CRISIL Ratings has reaffirmed its rating on the commercial paper of JM Financial Properties and Holdings Limited (JMFPHL) at CRISIL A1+. 

 

The ratings continue to reflect JM Financial group's continued healthy capitalisation metrics, comfortable earnings profile and established track record across its businesses. While the group's asset quality metrics have so far remained stable, the vulnerability of the same in the current environment remains a key monitorable. Further, for non-banks with predominantly wholesale book like JM Financial group, the ability to raise funds from diversified sources on regular basis and at optimal rates remains a key monitorable.

 

Since September 2018, the operating environment for non-banking financiers {non-banking financial companies (NBFCs) including housing finance companies (HFCs)} has been challenging in terms of accessing funds, especially for those with a wholesale lending book.

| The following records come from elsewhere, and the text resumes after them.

//! Coordinator metrics.
//!
//! Thin wrappers over the `metrics` macros so handler code records by name
//! without repeating label plumbing. Exported via the Prometheus endpoint.

use metrics::{counter, gauge};

pub fn record_event(event_type: &'static str) {
    counter!("lobby_events_total", "event" => event_type).increment(1);
}

pub fn record_error(kind: &'static str) {
    counter!("lobby_errors_total", "kind" => kind).increment(1);
}

pub fn set_active_sessions(count: usize) {
    #[allow(clippy::cast_precision_loss)]
    gauge!("lobby_sessions_active").set(count as f64);
}

pub fn set_active_connections(count: usize) {
    #[allow(clippy::cast_precision_loss)]
    gauge!("lobby_connections_active").set(count as f64);
}

pub fn record_patient_approved() {
    counter!("lobby_patients_approved_total").increment(1);
}

pub fn record_patient_rejected() {
    counter!("lobby_patients_rejected_total").increment(1);
}

pub fn record_session_ended(reason: &'static str) {
    counter!("lobby_sessions_ended_total", "reason" => reason).increment(1);
}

Interest from investors in the debt capital market has reduced in the recent past, and a material turnaround is not expected in the near term. In this environment, JM Financial group has managed to raise long term funds aggregating over Rs 3,700 crores in FY20 and around Rs 3,123 crores for FY21. The funds raised has been through diversified sources including Commercial papers, Non-Convertible Debentures, Inter Corporate Deposit and Bank loan with improving cost of borrowings. During this period the company has also managed to diversify its investor base by raising money through retail investors, insurance companies and mutual funds. The group's commercial paper (CP) borrowings are largely matched by similar maturity short term assets which include capital market and trading assets and assets having short term contractual maturities.

 

On the asset quality side, JM Financial Group had provided Covid-19 linked moratorium to its borrowers in line with the relief measures provided by the Reserve Bank of India (RBI). Post the reopening of the lockdowns, underlying collections for real estate segment had improved. Additionally, RBI permitted one-time restructuring scheme as well as extension of date of commencement of commercial operations (DCCO) by another one year (effectively two years) without downgrading the asset classification. Under the Covid-19 linked restructuring the group has only restructured assets worth Rs 62 crores and none of them are in the real estate sector. Around 18-19% of the total loan book has been given DCCO extension. Nevertheless, post September 2020, the asset quality metrics have inched up with GNPA at 3.5% as on March 31, 2021, almost similar to the pro-forma GNPA as of December 31, 2020 (1.7% as on March 31, 2020). Nevertheless, the group has a track record of recovering from slipped accounts in the past and has put in place steps to recover from the stressed accounts even going forward. Consequently, the SMA-2 accounts improved to 2.9% as on March 31, 2021 as against pro-forma SMA-2 of 4.4% as on December 31, 2020 (2.6% as on March 31, 2020). CRISIL Ratings understands that collections in the month of April were not severely impacted as the lockdowns were enforced towards the second half of the month. However, collections in May have been impacted and with the steady removal of lockdown restrictions in June, collections are expected to be better than May. Nevertheless, the group still has a fair share of the book under contractual moratorium but it has been able to get interest as well as principal payment from these borrowers. The ability to get timely recoveries and control incremental slippages, will remain a key monitorables going forward.

 

Capitalisation metrics remain healthy with networth (including minority interest) of around Rs 9,552 crore as on March 31, 2021 with overall CAR at 40.2% (38.7% as on March 31, 2020). Over the past five fiscals, the peak gearing for the company was at 2.8 times in December 2017 and remained comfortable at 1.3 times as on March 31, 2021. The Net Debt to Equity as of March 2021 on a consolidated basis stood at 0.7x. The capitalisation metrics have been supported by proactive capital raises with JM group raising equity of around Rs 1379.4 crores in fiscal 2018-2019 and Rs 770 crores in June 2020. This provides cushion to mitigate potential asset-side slippages.

 

Earnings profile too is comfortable with well diversified revenue stream marked by the diverse presence of the group. Despite the challenging macroeconomic environment, the group reported ROA[1] of 3.7% for fiscal 2021 which has averaged around 4% for the past five fiscals, despite elevated Covid linked provisioning reflecting the stability. The revenue stream continues to remain diversified with investment banking, wealth management and securities business (IWS), Mortgage lending, distressed credit and Asset Management businesses contributing 49%, 38%, 12% and 1% respectively. Any impact on the earnings profile in the event of slippages translating into elevated credit costs remains a monitorable. 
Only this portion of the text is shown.